All are examples of "phishing," and the scam artists take the information they gather to raid consumers' bank accounts or charge thousands of dollars of merchandise or steal their identities.
The volume of such attacks is growing rapidly, said Naftali Bennett, chief executive of Cyota Inc., a New York-based anti-fraud firm that detected some 450 distinct phishing expeditions in March alone.
"It's the perfect crime from the fraudster's perspective," Bennett said. "It's easy to do, you get thousands of records and the risk of getting caught is very low."
A study released earlier this month by the research firm Gartner Inc. found that an estimated 57 million consumers believe they may have received a fraudulent e-mail in recent years.
It estimated that the losses that banks and credit card companies incurred from fraud against consumers who took the phishers' bait totaled $1.2 billion last year.
There are ways for Internet users to protect themselves, and experts say it starts with consumers being just as wary about giving out personal information online as they would be on the phone or in person.
"The red flag should be any request for personal information, especially from someone who says they need it right now or there will be dire consequences," said Patricia Poss, an attorney with the Federal Trade Commission's bureau of consumer protection.
Consumers who think they've received a phishing e-mail should not click on any Web links contained in the e-mail and, instead, forward it to the FTC's collection site at firstname.lastname@example.org.
If they've responded to such e-mails, they should contact their banks or credit card companies immediately to try to prevent account information from being misused, Poss said.

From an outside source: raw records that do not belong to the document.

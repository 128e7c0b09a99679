// 6.2: auto-deleveraging. when insurance cannot cover a bankrupt position, opposing
// positions that are in profit at the bankruptcy price get closed against it at that price.
// ranked by pnl ratio * leverage: highest score gets deleveraged first.

use crate::position::Position;
use crate::types::{AccountId, Price, Quote, Side};
use rust_decimal::Decimal;
use serde::{Deserialize, Serialize};
use std::cmp::Ordering;

#[derive(Debug, Clone, PartialEq, Eq, Serialize, Deserialize)]
pub struct AdlParams {
    pub max_accounts_per_round: usize, // cap per ADL round
}

impl Default for AdlParams {
    fn default() -> Self {
        Self {
            max_accounts_per_round: 50,
        }
    }
}

#[derive(Debug, Clone, Serialize, Deserialize)]
pub struct AdlCandidate {
    pub account_id: AccountId,
    pub size: Decimal,
    pub score: Decimal, // higher = deleveraged first
    /// Profit at the bankruptcy price.
    pub pnl: Quote,
}

impl AdlCandidate {
    pub fn new(account_id: AccountId, position: &Position, bankruptcy_value: Decimal, unit_value: Decimal) -> Self {
        let pnl = position.unrealized_pnl(bankruptcy_value);
        let score = calculate_adl_score(position, pnl, unit_value);
        Self {
            account_id,
            size: position.size.abs(),
            score,
            pnl,
        }
    }
}

impl PartialEq for AdlCandidate {
    fn eq(&self, other: &Self) -> bool {
        self.score == other.score && self.account_id == other.account_id
    }
}

impl Eq for AdlCandidate {}

impl PartialOrd for AdlCandidate {
    fn partial_cmp(&self, other: &Self) -> Option<Ordering> {
        Some(self.cmp(other))
    }
}

impl Ord for AdlCandidate {
    fn cmp(&self, other: &Self) -> Ordering {
        // descending score, then account id so equal scores rank deterministically
        other
            .score
            .cmp(&self.score)
            .then(self.account_id.cmp(&other.account_id))
    }
}

// score = (pnl / claim) * (notional / claim). a position with no claim left is as
// leveraged as it gets.
fn calculate_adl_score(position: &Position, pnl: Quote, unit_value: Decimal) -> Decimal {
    let claim = position.locked_margin.value();
    if claim <= Decimal::ZERO {
        return Decimal::MAX;
    }
    let pnl_ratio = pnl.value() / claim;
    let leverage = position.size.abs() * unit_value / claim;
    pnl_ratio * leverage
}

/// Opposing positions profitable at the bankruptcy value, best candidate first.
pub fn rank_adl_candidates<'a>(
    positions: impl IntoIterator<Item = (AccountId, &'a Position)>,
    target_side: Side,
    bankruptcy_value: Decimal,
    unit_value: Decimal,
) -> Vec<AdlCandidate> {
    let mut candidates: Vec<AdlCandidate> = positions
        .into_iter()
        .filter(|(_, pos)| pos.side() == Some(target_side))
        .map(|(id, pos)| AdlCandidate::new(id, pos, bankruptcy_value, unit_value))
        .filter(|c| c.pnl.is_positive())
        .collect();

    candidates.sort();
    candidates
}

/// Sizes to close from each candidate so that together they absorb `size`.
pub fn plan_adl(candidates: &[AdlCandidate], size: Decimal, params: &AdlParams) -> Vec<(AccountId, Decimal)> {
    let mut remaining = size;
    let mut plan = Vec::new();

    for candidate in candidates.iter().take(params.max_accounts_per_round) {
        if remaining <= Decimal::ZERO {
            break;
        }
        let take = candidate.size.min(remaining);
        if take > Decimal::ZERO {
            plan.push((candidate.account_id, take));
            remaining -= take;
        }
    }

    plan
}

/// Bankruptcy values can fall to zero or below for deep options losses. Fills
/// need a positive price, so the floor is one tick.
pub fn bankruptcy_fill_price(bankruptcy_value: Decimal, tick_size: Decimal) -> Price {
    Price::new(bankruptcy_value).unwrap_or_else(|| Price::new_unchecked(tick_size))
}

#[cfg(test)]
mod tests {
    use super::*;
    use crate::types::{MarketId, SignedSize, Timestamp};
    use rust_decimal_macros::dec;

    fn position(owner: u64, size: Decimal, entry: Decimal, claim: Decimal) -> Position {
        let mut pos = Position::new(
            AccountId(owner),
            MarketId(1),
            Price::new_unchecked(entry),
            Decimal::ZERO,
            Timestamp::from_millis(0),
        );
        pos.size = SignedSize::new(size);
        pos.locked_margin = Quote::new(claim);
        pos
    }

    #[test]
    fn ranking_prefers_profitable_high_leverage() {
        let low = position(1, dec!(-1), dec!(110), dec!(50));
        let high = position(2, dec!(-1), dec!(110), dec!(10));
        let ranked = rank_adl_candidates(
            vec![(AccountId(1), &low), (AccountId(2), &high)],
            Side::Sell,
            dec!(100),
            dec!(100),
        );
        assert_eq!(ranked.len(), 2);
        assert_eq!(ranked[0].account_id, AccountId(2));
    }

    #[test]
    fn losing_and_same_side_positions_excluded() {
        let loser = position(1, dec!(-1), dec!(90), dec!(10));
        let long = position(2, dec!(1), dec!(90), dec!(10));
        let ranked = rank_adl_candidates(
            vec![(AccountId(1), &loser), (AccountId(2), &long)],
            Side::Sell,
            dec!(100),
            dec!(100),
        );
        assert!(ranked.is_empty());
    }

    #[test]
    fn ties_break_on_account_id() {
        let a = position(7, dec!(-1), dec!(110), dec!(10));
        let b = position(3, dec!(-1), dec!(110), dec!(10));
        let ranked = rank_adl_candidates(
            vec![(AccountId(7), &a), (AccountId(3), &b)],
            Side::Sell,
            dec!(100),
            dec!(100),
        );
        assert_eq!(ranked[0].account_id, AccountId(3));
    }

    #[test]
    fn plan_takes_in_rank_order() {
        let a = position(1, dec!(-4), dec!(110), dec!(10));
        let b = position(2, dec!(-4), dec!(110), dec!(40));
        let ranked = rank_adl_candidates(
            vec![(AccountId(1), &a), (AccountId(2), &b)],
            Side::Sell,
            dec!(100),
            dec!(100),
        );
        let plan = plan_adl(&ranked, dec!(6), &AdlParams::default());
        assert_eq!(plan, vec![(AccountId(1), dec!(4)), (AccountId(2), dec!(2))]);
    }

    #[test]
    fn plan_respects_round_cap() {
        let positions: Vec<Position> = (1..=20).map(|i| position(i, dec!(-1), dec!(110), dec!(10))).collect();
        let ranked = rank_adl_candidates(
            positions.iter().map(|p| (p.owner, p)),
            Side::Sell,
            dec!(100),
            dec!(100),
        );
        let params = AdlParams {
            max_accounts_per_round: 5,
        };
        assert_eq!(plan_adl(&ranked, dec!(100), &params).len(), 5);
    }

    #[test]
    fn fill_price_floors_at_tick() {
        assert_eq!(bankruptcy_fill_price(dec!(-3), dec!(0.01)).value(), dec!(0.01));
        assert_eq!(bankruptcy_fill_price(dec!(95), dec!(0.01)).value(), dec!(95));
    }
}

"Then, if you're worried about identity theft, get a copy of your credit report and make sure nothing is going on," she added.
Robin Holland, a senior vice president with Equifax, said that if consumers believe their personal information is being misused, they should ask for a fraud alert to be put on their credit files.
"If you ask for an alert with any one of the companies, the information will be sent to the other two," Holland said. "Then any creditor who pulls your file won't open up any new credit without contacting you."
David Jevans, senior vice president of Tumbleweed Communications, an e-mail security and anti-spam company in Redwood City, Calif., said the industry has become so concerned about fraudulent e-mails that it has created the Anti-Phishing Working Group, which he chairs. Its members include financial institutions as well as software and Internet companies and law enforcement agencies.
The group posts known phishing attacks on its Web site at www.antiphishing.org and offers a variety of tips for consumers to avoid becoming victims.
Security tips also are available on the sites of a number of the companies victimized by phishers, including www.citibank.com along with online auction site www.ebay.com and its online payment service, www.paypal.com.
Jevans said that to help counter increasingly sophisticated phishing attacks, consumers should make sure their computers are protected.
"Make sure you have antivirus software and keep it up to date," he said. "A lot of these (phishing) things are starting to drop spyware on your computer." He added that consumers should download security patches from Microsoft.
Jevans also suggested consumers make sure they review their billing statements carefully and periodically check their credit reports for irregularities.
"We're finding these guys sometimes wait four to six months before using the information they get," he said.